The fact 299 more people volunteered last year compared to 2001 speaks volumes about the tireless work of the Rhode Island Natural History Survey in spreading awareness and education about the natural world and the importance of protecting it.

The nonprofit’s work, however, can’t keep pace with the environmental destruction being done in Rhode Island, across the country, and around the world.

We, the planet’s greediest inhabitants, trash, pollute, poison, plunder, and kill with little to no thought. The sexual-predator-in-chief can’t wait to rape Mother Nature some more.

The Mad King recently issued a rule that would rescind nearly all habitat protections for endangered species, to open up more space for drilling, fracking, mining, logging, and other for-profit pillaging. He wants to dismantle environmental and public health protections as part of a broader quest to boost fossil fuel extraction and industrial access, even in the country’s most sensitive and vulnerable natural areas.

The mind-numbing proposal from the U.S. Fish & Wildlife Service and National Marine Fisheries Service offers a twisted interpretation of the 52-year-old Endangered Species Act. It would strike habitat destruction from regulations.

The regime’s cluster of minions contend habitat conquest shouldn’t be considered “harm” because it isn’t the same as intentionally targeting a species.
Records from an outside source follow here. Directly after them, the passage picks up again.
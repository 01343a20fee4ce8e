//! Tilemap cells and the owning tilemap container

use crate::format::{TilemapFormat, codec};
use crate::io::error::{ConversionError, Result, invalid_parameter};
use crate::tiles::tile::Flip;

/// One tilemap cell: a tileset reference plus flip and palette attributes
#[derive(Debug, Clone, Copy, PartialEq, Eq, Hash, Default)]
pub struct TileTessera {
    /// Row in the tilemap, assigned by the container
    pub row: usize,
    /// Column in the tilemap, assigned by the container
    pub col: usize,
    /// Tile id, including any start id offset
    pub id: u16,
    /// Draw the tile mirrored left to right
    pub x_flip: bool,
    /// Draw the tile mirrored top to bottom
    pub y_flip: bool,
    /// SGB palette index, `None` when the cell has no color attribute
    pub color: Option<u8>,
}

impl TileTessera {
    /// An unflipped, uncolored cell
    pub const fn new(id: u16) -> Self {
        Self {
            row: 0,
            col: 0,
            id,
            x_flip: false,
            y_flip: false,
            color: None,
        }
    }

    /// The same cell with `flip` applied
    #[must_use]
    pub const fn with_flip(mut self, flip: Flip) -> Self {
        self.x_flip = flip.x;
        self.y_flip = flip.y;
        self
    }

    /// The same cell with a palette attribute
    #[must_use]
    pub const fn with_color(mut self, color: Option<u8>) -> Self {
        self.color = color;
        self
    }

    /// Flip flags as a single value
    pub const fn flip(&self) -> Flip {
        Flip::new(self.x_flip, self.y_flip)
    }
}

/// An owned grid of cells in raster order
#[derive(Debug, Clone, PartialEq, Eq)]
pub struct Tilemap {
    cells: Vec<TileTessera>,
    width: usize,
}

impl Tilemap {
    /// Lay `cells` out in rows of `width`, assigning each cell its position
    ///
    /// # Errors
    ///
    /// Returns an error if `width` is zero or the cells do not fill whole rows.
    pub fn new(mut cells: Vec<TileTessera>, width: usize) -> Result<Self> {
        if width == 0 {
            return Err(invalid_parameter("width", &width, &"must be positive"));
        }
        if cells.len() % width != 0 {
            return Err(ConversionError::SizeMismatch {
                expected: cells.len().div_ceil(width) * width,
                actual: cells.len(),
            });
        }
        for (index, cell) in cells.iter_mut().enumerate() {
            cell.row = index / width;
            cell.col = index % width;
        }
        Ok(Self { cells, width })
    }

    /// Cells in raster order
    pub fn cells(&self) -> &[TileTessera] {
        &self.cells
    }

    /// Release the cells
    pub fn into_cells(self) -> Vec<TileTessera> {
        self.cells
    }

    /// Width in cells
    pub const fn width(&self) -> usize {
        self.width
    }

    /// Height in cells
    pub const fn height(&self) -> usize {
        self.cells.len() / self.width
    }

    /// Cell at `(row, col)`
    pub fn get(&self, row: usize, col: usize) -> Option<&TileTessera> {
        if col >= self.width {
            return None;
        }
        self.cells.get(row * self.width + col)
    }

    /// Encode the tilemap in `format`
    ///
    /// # Errors
    ///
    /// Returns `Unencodable` if any cell does not fit the format.
    pub fn encode(&self, format: TilemapFormat) -> Result<Vec<u8>> {
        codec::encode(&self.cells, format)
    }

    /// Decode `bytes` and lay the cells out in rows of `width`
    ///
    /// # Errors
    ///
    /// Returns the decoder's error, or `SizeMismatch` if the decoded cells do
    /// not fill whole rows.
    pub fn decode(bytes: &[u8], format: TilemapFormat, width: usize) -> Result<Self> {
        Self::new(codec::decode(bytes, format)?, width)
    }
}
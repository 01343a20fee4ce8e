//! Tests for flip-aware tile identity

#[cfg(test)]
mod tests {
    use tileforge::format::TilemapFormat;
    use tileforge::tiles::equivalence::{are_identical, candidate_flips};
    use tileforge::tiles::tile::{Flip, Tile};

    fn gradient() -> Tile {
        Tile::from_fn(|x, y| [x as u8 * 10, y as u8 * 10, 0])
    }

    // Tests which formats allow flipped matches
    // Verified by enabling flips for every format
    #[test]
    fn test_candidate_flips() {
        assert_eq!(candidate_flips(TilemapFormat::Plain), &[Flip::NONE]);
        assert_eq!(candidate_flips(TilemapFormat::RleFfEnd), &[Flip::NONE]);
        assert_eq!(candidate_flips(TilemapFormat::TileAttr), &Flip::ORDER);
        assert_eq!(candidate_flips(TilemapFormat::XyFlip), &Flip::ORDER);
    }

    // Tests that identical tiles match in every format
    // Verified by skipping the identity transform
    #[test]
    fn test_identical_tiles_always_match() {
        let tile = gradient();
        for format in TilemapFormat::ALL {
            assert_eq!(are_identical(&tile, &tile, format), Some(Flip::NONE));
        }
    }

    // Tests that a mirrored copy matches only where flips are stored
    // Verified by returning the flip for flipless formats
    #[test]
    fn test_flipped_match_requires_flip_support() {
        let reference = gradient();

        let x = reference.flipped(Flip::X);
        let y = reference.flipped(Flip::Y);
        let xy = reference.flipped(Flip::XY);

        assert_eq!(are_identical(&x, &reference, TilemapFormat::XyFlip), Some(Flip::X));
        assert_eq!(are_identical(&y, &reference, TilemapFormat::XyFlip), Some(Flip::Y));
        assert_eq!(are_identical(&xy, &reference, TilemapFormat::TileAttr), Some(Flip::XY));
        assert_eq!(are_identical(&x, &reference, TilemapFormat::Plain), None);
        assert_eq!(are_identical(&xy, &reference, TilemapFormat::FfEnd), None);
    }

    // Tests that the first matching flip in order is reported
    // Verified by searching the flip order from the end
    #[test]
    fn test_first_match_wins() {
        // Left-right symmetric, so both Y and XY reproduce the flipped copy
        let reference = Tile::from_fn(|x, y| [x.min(7 - x) as u8, y as u8, 0]);
        let upside_down = reference.flipped(Flip::Y);

        assert!(upside_down.matches_flipped(&reference, Flip::XY));
        assert_eq!(
            are_identical(&upside_down, &reference, TilemapFormat::XyFlip),
            Some(Flip::Y)
        );

        let uniform = Tile::filled([1, 2, 3]);
        assert_eq!(
            are_identical(&uniform, &uniform, TilemapFormat::TileAttr),
            Some(Flip::NONE)
        );
    }

    // Tests that different tiles never match
    // Verified by making matches_flipped always succeed
    #[test]
    fn test_different_tiles_do_not_match() {
        let a = Tile::filled([0, 0, 0]);
        let b = Tile::filled([255, 255, 255]);
        for format in TilemapFormat::ALL {
            assert_eq!(are_identical(&a, &b, format), None);
        }
    }
}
To anyone who isn’t a MAGA zombie, protections for the places where endangered and threatened animals and plants live are, of course, crucial to ensuring they don’t go extinct. Spotted owls, Florida panthers, and grizzly bears are among the species that would likely suffer.

Kelp forests, a vital ecosystem for many marine species, including fish humans like to eat, face threats from the climate crisis, ocean acidification, and pollution from coastal development and agricultural runoff.
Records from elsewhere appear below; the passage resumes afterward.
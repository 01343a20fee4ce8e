//! Binary tilemap encoders and decoders
//!
//! Encoding validates every cell against the format before producing any
//! bytes, so a failed encode never yields a partial stream. Decoding checks
//! every id against the format's index space, whatever the framing.

use crate::format::{TileTessera, TilemapFormat};
use crate::io::error::{ConversionError, Result, invalid_parameter, unencodable};
use crate::tiles::tile::Flip;
use log::debug;

const ATTR_ID_HIGH_MASK: u8 = 0b0000_0011;
const ATTR_PALETTE_SHIFT: u8 = 2;
const ATTR_PALETTE_MASK: u8 = 0b111;
const ATTR_PRIORITY_BIT: u8 = 1 << 5;
const ATTR_X_FLIP_BIT: u8 = 1 << 6;
const ATTR_Y_FLIP_BIT: u8 = 1 << 7;

const XY_FLIP_ID_MASK: u8 = 0b0011_1111;
const XY_FLIP_X_BIT: u8 = 1 << 6;
const XY_FLIP_Y_BIT: u8 = 1 << 7;

/// Encode cells into the format's byte stream, including any terminator
///
/// # Errors
///
/// Returns `Unencodable` for the first cell whose id, flips or color do not
/// fit the format.
pub fn encode(cells: &[TileTessera], format: TilemapFormat) -> Result<Vec<u8>> {
    validate_cells(cells, format)?;

    let mut bytes: Vec<u8> = match format {
        TilemapFormat::Plain | TilemapFormat::FfEnd => {
            cells.iter().map(|cell| low_byte(cell.id)).collect()
        }
        TilemapFormat::TileAttr => cells
            .iter()
            .flat_map(|cell| [low_byte(cell.id), attribute_byte(cell)])
            .collect(),
        TilemapFormat::XyFlip => cells.iter().map(xy_flip_byte).collect(),
        TilemapFormat::RleNybbles => run_lengths(cells, format)
            .into_iter()
            .map(|(id, count)| (id << 4) | count)
            .collect(),
        TilemapFormat::RleFfEnd => run_lengths(cells, format)
            .into_iter()
            .flat_map(|(id, count)| [id, count])
            .collect(),
    };

    if let Some(terminator) = format.terminator() {
        bytes.push(terminator);
    }
    Ok(bytes)
}

/// Encode ids and attributes as two parallel streams
///
/// # Errors
///
/// Returns `InvalidParameter` if the format has no attribute byte, or
/// `Unencodable` for a cell that does not fit.
pub fn encode_split(cells: &[TileTessera], format: TilemapFormat) -> Result<(Vec<u8>, Vec<u8>)> {
    if !format.has_attributes() {
        return Err(invalid_parameter(
            "attrmap",
            &format,
            &"format has no attribute byte",
        ));
    }
    validate_cells(cells, format)?;

    let ids = cells.iter().map(|cell| low_byte(cell.id)).collect();
    let attrs = cells.iter().map(attribute_byte).collect();
    Ok((ids, attrs))
}

/// Decode a byte stream into cells
///
/// Cells come back without positions; see `Tilemap::new`.
///
/// # Errors
///
/// - `Truncated` if a cell or the terminator is incomplete
/// - `InvalidByte` for a zero run length, bad attribute bits, or an id
///   outside the format's index space
pub fn decode(bytes: &[u8], format: TilemapFormat) -> Result<Vec<TileTessera>> {
    match format {
        TilemapFormat::Plain => bytes
            .iter()
            .enumerate()
            .map(|(offset, &byte)| {
                checked_id(u16::from(byte), offset, byte, format).map(TileTessera::new)
            })
            .collect(),
        TilemapFormat::TileAttr => {
            if bytes.len() % 2 != 0 {
                return Err(ConversionError::Truncated {
                    offset: bytes.len(),
                });
            }
            bytes
                .chunks_exact(2)
                .enumerate()
                .map(|(index, pair)| match *pair {
                    [low, attr] => attribute_cell(low, attr, index * 2, format),
                    _ => Err(ConversionError::Truncated { offset: index * 2 }),
                })
                .collect()
        }
        TilemapFormat::XyFlip => bytes
            .iter()
            .enumerate()
            .map(|(offset, &byte)| {
                let id = checked_id(u16::from(byte & XY_FLIP_ID_MASK), offset, byte, format)?;
                let flip = Flip::new(byte & XY_FLIP_X_BIT != 0, byte & XY_FLIP_Y_BIT != 0);
                Ok(TileTessera::new(id).with_flip(flip))
            })
            .collect(),
        TilemapFormat::FfEnd => {
            let body = until_terminator(bytes, format)?;
            body.iter()
                .enumerate()
                .map(|(offset, &byte)| {
                    checked_id(u16::from(byte), offset, byte, format).map(TileTessera::new)
                })
                .collect()
        }
        TilemapFormat::RleNybbles => {
            let body = until_terminator(bytes, format)?;
            let mut cells = Vec::new();
            for (offset, &byte) in body.iter().enumerate() {
                let count = usize::from(byte & 0x0F);
                if count == 0 {
                    return Err(ConversionError::InvalidByte { offset, byte });
                }
                let id = checked_id(u16::from(byte >> 4), offset, byte, format)?;
                cells.extend(std::iter::repeat_n(TileTessera::new(id), count));
            }
            Ok(cells)
        }
        TilemapFormat::RleFfEnd => decode_rle_ff_end(bytes, format),
    }
}

/// Decode parallel id and attribute streams
///
/// # Errors
///
/// Returns `InvalidParameter` if the format has no attribute byte,
/// `SizeMismatch` if the streams differ in length, or `InvalidByte` for bad
/// attribute bits.
pub fn decode_split(ids: &[u8], attrs: &[u8], format: TilemapFormat) -> Result<Vec<TileTessera>> {
    if !format.has_attributes() {
        return Err(invalid_parameter(
            "attrmap",
            &format,
            &"format has no attribute byte",
        ));
    }
    if ids.len() != attrs.len() {
        return Err(ConversionError::SizeMismatch {
            expected: ids.len(),
            actual: attrs.len(),
        });
    }
    ids.iter()
        .zip(attrs)
        .enumerate()
        .map(|(offset, (&low, &attr))| attribute_cell(low, attr, offset, format))
        .collect()
}

fn validate_cells(cells: &[TileTessera], format: TilemapFormat) -> Result<()> {
    cells
        .iter()
        .enumerate()
        .try_for_each(|(index, cell)| validate_cell(index, cell, format))
}

fn validate_cell(index: usize, cell: &TileTessera, format: TilemapFormat) -> Result<()> {
    let size = format.tileset_size();
    if usize::from(cell.id) >= size {
        return Err(unencodable(
            index,
            &format!("id ${:02X} is outside the {size}-tile index space", cell.id),
        ));
    }
    if !format.supports_flips() && (cell.x_flip || cell.y_flip) {
        return Err(unencodable(index, &format!("{format} cannot store flips")));
    }
    if let Some(color) = cell.color {
        let limits = format.palette_limits();
        if limits.is_none() {
            return Err(unencodable(index, &format!("{format} cannot store colors")));
        }
        let base = usize::from(format.palette_base());
        let color_index = usize::from(color);
        if color_index < base || color_index >= base + limits.max_palettes {
            return Err(unencodable(
                index,
                &format!(
                    "color {color} is outside palettes {base}..={}",
                    base + limits.max_palettes - 1
                ),
            ));
        }
    }
    Ok(())
}

fn checked_id(id: u16, offset: usize, byte: u8, format: TilemapFormat) -> Result<u16> {
    if usize::from(id) < format.tileset_size() {
        Ok(id)
    } else {
        Err(ConversionError::InvalidByte { offset, byte })
    }
}

const fn low_byte(id: u16) -> u8 {
    (id & 0xFF) as u8
}

// Palette indices are stored as-is; validation keeps them in the 3-bit field.
const fn attribute_byte(cell: &TileTessera) -> u8 {
    let mut attr = ((cell.id >> 8) as u8) & ATTR_ID_HIGH_MASK;
    if let Some(color) = cell.color {
        attr |= (color & ATTR_PALETTE_MASK) << ATTR_PALETTE_SHIFT;
    }
    if cell.x_flip {
        attr |= ATTR_X_FLIP_BIT;
    }
    if cell.y_flip {
        attr |= ATTR_Y_FLIP_BIT;
    }
    attr
}

fn attribute_cell(low: u8, attr: u8, offset: usize, format: TilemapFormat) -> Result<TileTessera> {
    let attr_offset = offset + 1;
    // Priority has no cell field; it is dropped and re-encoded as zero.
    if attr & ATTR_PRIORITY_BIT != 0 {
        debug!("Ignoring priority bit in attribute byte {attr:#04X} at offset {attr_offset}");
    }

    let palette = (attr >> ATTR_PALETTE_SHIFT) & ATTR_PALETTE_MASK;
    let color = if palette == 0 {
        None
    } else {
        let base = format.palette_base();
        let limit = usize::from(base) + format.palette_limits().max_palettes;
        if palette < base || usize::from(palette) >= limit {
            return Err(ConversionError::InvalidByte {
                offset: attr_offset,
                byte: attr,
            });
        }
        Some(palette)
    };

    let id = u16::from(low) | (u16::from(attr & ATTR_ID_HIGH_MASK) << 8);
    let id = checked_id(id, attr_offset, attr, format)?;
    let flip = Flip::new(attr & ATTR_X_FLIP_BIT != 0, attr & ATTR_Y_FLIP_BIT != 0);
    Ok(TileTessera::new(id).with_flip(flip).with_color(color))
}

const fn xy_flip_byte(cell: &TileTessera) -> u8 {
    let mut byte = low_byte(cell.id) & XY_FLIP_ID_MASK;
    if cell.x_flip {
        byte |= XY_FLIP_X_BIT;
    }
    if cell.y_flip {
        byte |= XY_FLIP_Y_BIT;
    }
    byte
}

/// Split cells into `(id, count)` runs no longer than the format allows
fn run_lengths(cells: &[TileTessera], format: TilemapFormat) -> Vec<(u8, u8)> {
    let max_run = format.max_run().unwrap_or(1);
    let mut runs: Vec<(u8, u8)> = Vec::new();
    for cell in cells {
        let id = low_byte(cell.id);
        match runs.last_mut() {
            Some((run_id, count)) if *run_id == id && usize::from(*count) < max_run => {
                *count += 1;
            }
            _ => runs.push((id, 1)),
        }
    }
    runs
}

/// The bytes before the format's terminator
fn until_terminator(bytes: &[u8], format: TilemapFormat) -> Result<&[u8]> {
    let terminator = format.terminator().unwrap_or(0xFF);
    let end = bytes
        .iter()
        .position(|&byte| byte == terminator)
        .ok_or(ConversionError::Truncated {
            offset: bytes.len(),
        })?;
    log_trailing(bytes.len(), end + 1);
    Ok(bytes.get(..end).unwrap_or_default())
}

// A count byte may legitimately be $FF, so the terminator can only be found
// by walking the runs.
fn decode_rle_ff_end(bytes: &[u8], format: TilemapFormat) -> Result<Vec<TileTessera>> {
    let terminator = format.terminator().unwrap_or(0xFF);
    let mut cells = Vec::new();
    let mut offset = 0;
    loop {
        let Some(&id_byte) = bytes.get(offset) else {
            return Err(ConversionError::Truncated { offset });
        };
        if id_byte == terminator {
            log_trailing(bytes.len(), offset + 1);
            return Ok(cells);
        }
        let id = checked_id(u16::from(id_byte), offset, id_byte, format)?;
        let Some(&count) = bytes.get(offset + 1) else {
            return Err(ConversionError::Truncated { offset: offset + 1 });
        };
        if count == 0 {
            return Err(ConversionError::InvalidByte {
                offset: offset + 1,
                byte: count,
            });
        }
        cells.extend(std::iter::repeat_n(
            TileTessera::new(id),
            usize::from(count),
        ));
        offset += 2;
    }
}

fn log_trailing(len: usize, consumed: usize) {
    if len > consumed {
        debug!(
            "Ignoring {} byte(s) after the tilemap terminator",
            len - consumed
        );
    }
}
According to MAGA logic, failing to protect these underwater forests won’t cause any harm. They apparently believe the creatures that feed, breed, live, and hide among seaweed will thrive in the open ocean surrounded by flotsam and jetsam and eating microplastics.

It would be like expecting the Mad King to thrive if we removed him from his opulent Mar-a-Lago estate and placed him in a Leavenworth prison cell.

Healthy ecosystems, like this one in Cumberland, R.I., provide important wildlife habitat. They need to be protected. (Frank Carini/ecoRI News)

The Mad King has also signed an executive order that seeks to roll back protections for marine national monuments. The order calls for a review of all existing marine national monuments to assess opening them to commercial fishing as he did in the Pacific Islands Heritage Marine National Monument.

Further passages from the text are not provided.